Records excerpted from a collection
----
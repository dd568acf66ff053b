pub static KEY_DRAFT: &'static str = "emailDraft";
pub static KEY_TEMPLATES: &'static str = "emailTemplates";
pub static KEY_SIGNATURES: &'static str = "emailSignatures";

pub static CATEGORY_ALL: &'static str = "All";
pub static CATEGORY_USER: &'static str = "Personal";

pub static CATEGORIES: [&'static str; 9] = [
    "All",
    "Business",
    "Personal",
    "Academic",
    "Customer Service",
    "Job Application",
    "Networking",
    "Event Planning",
    "Real Estate",
];

pub static SIGNATURE_DEFAULT: &'static str = "default";
pub static SIGNATURE_PROFESSIONAL: &'static str = "professional";

// markup glued between an existing body and an appended signature
pub static MARKUP_BREAK: &'static str = "<div><br></div>";
pub static MARKUP_BLANK: &'static str = "<p><br></p>";

pub const SEED_BLANK_LINES: usize = 2;

pub const KB: u64 = 1024;
pub const MB: u64 = 1024 * 1024;
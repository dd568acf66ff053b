use std::cell::RefCell;
use std::rc::Rc;

use crate::types::Notice;

/// Fire-and-forget, user visible message channel.
pub trait Notifier {
    fn notify(&self, notice: Notice);
}

impl<N: Notifier + ?Sized> Notifier for &N {
    fn notify(&self, notice: Notice) {
        (**self).notify(notice)
    }
}

impl<N: Notifier + ?Sized> Notifier for Rc<N> {
    fn notify(&self, notice: Notice) {
        (**self).notify(notice)
    }
}

/// Keeps every notice, for headless use.
#[derive(Debug, Default)]
pub struct NoticeLog {
    list: RefCell<Vec<Notice>>,
}

impl NoticeLog {
    pub fn new() -> Self {
        Self::default()
    }

    pub fn notices(&self) -> Vec<Notice> {
        self.list.borrow().clone()
    }

    pub fn last(&self) -> Option<Notice> {
        self.list.borrow().last().cloned()
    }

    pub fn len(&self) -> usize {
        self.list.borrow().len()
    }

    pub fn is_empty(&self) -> bool {
        self.list.borrow().is_empty()
    }
}

impl Notifier for NoticeLog {
    fn notify(&self, notice: Notice) {
        log::debug!("notice: {} - {}", notice.title, notice.description);
        self.list.borrow_mut().push(notice);
    }
}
----
Would you set the entries down again, exactly as they were written?

* _YOUR RESPONSE_
repository dd568acf66ff053b
pub static KEY_DRAFT: &'static str = "emailDraft";
pub static KEY_TEMPLATES: &'static str = "emailTemplates";
pub static KEY_SIGNATURES: &'static str = "emailSignatures";

pub static CATEGORY_ALL: &'static str = "All";
pub static CATEGORY_USER: &'static str = "Personal";

pub static CATEGORIES: [&'static str; 9] = [
    "All",
    "Business",
    "Personal",
    "Academic",
    "Customer Service",
    "Job Application",
    "Networking",
    "Event Planning",
    "Real Estate",
];

pub static SIGNATURE_DEFAULT: &'static str = "default";
pub static SIGNATURE_PROFESSIONAL: &'static str = "professional";

// markup glued between an existing body and an appended signature
pub static MARKUP_BREAK: &'static str = "<div><br></div>";
pub static MARKUP_BLANK: &'static str = "<p><br></p>";

pub const SEED_BLANK_LINES: usize = 2;

pub const KB: u64 = 1024;
pub const MB: u64 = 1024 * 1024;
repository dd568acf66ff053b
use std::cell::RefCell;
use std::rc::Rc;

use crate::types::Notice;

/// Fire-and-forget, user visible message channel.
pub trait Notifier {
    fn notify(&self, notice: Notice);
}

impl<N: Notifier + ?Sized> Notifier for &N {
    fn notify(&self, notice: Notice) {
        (**self).notify(notice)
    }
}

impl<N: Notifier + ?Sized> Notifier for Rc<N> {
    fn notify(&self, notice: Notice) {
        (**self).notify(notice)
    }
}

/// Keeps every notice, for headless use.
#[derive(Debug, Default)]
pub struct NoticeLog {
    list: RefCell<Vec<Notice>>,
}

impl NoticeLog {
    pub fn new() -> Self {
        Self::default()
    }

    pub fn notices(&self) -> Vec<Notice> {
        self.list.borrow().clone()
    }

    pub fn last(&self) -> Option<Notice> {
        self.list.borrow().last().cloned()
    }

    pub fn len(&self) -> usize {
        self.list.borrow().len()
    }

    pub fn is_empty(&self) -> bool {
        self.list.borrow().is_empty()
    }
}

impl Notifier for NoticeLog {
    fn notify(&self, notice: Notice) {
        log::debug!("notice: {} - {}", notice.title, notice.description);
        self.list.borrow_mut().push(notice);
    }
}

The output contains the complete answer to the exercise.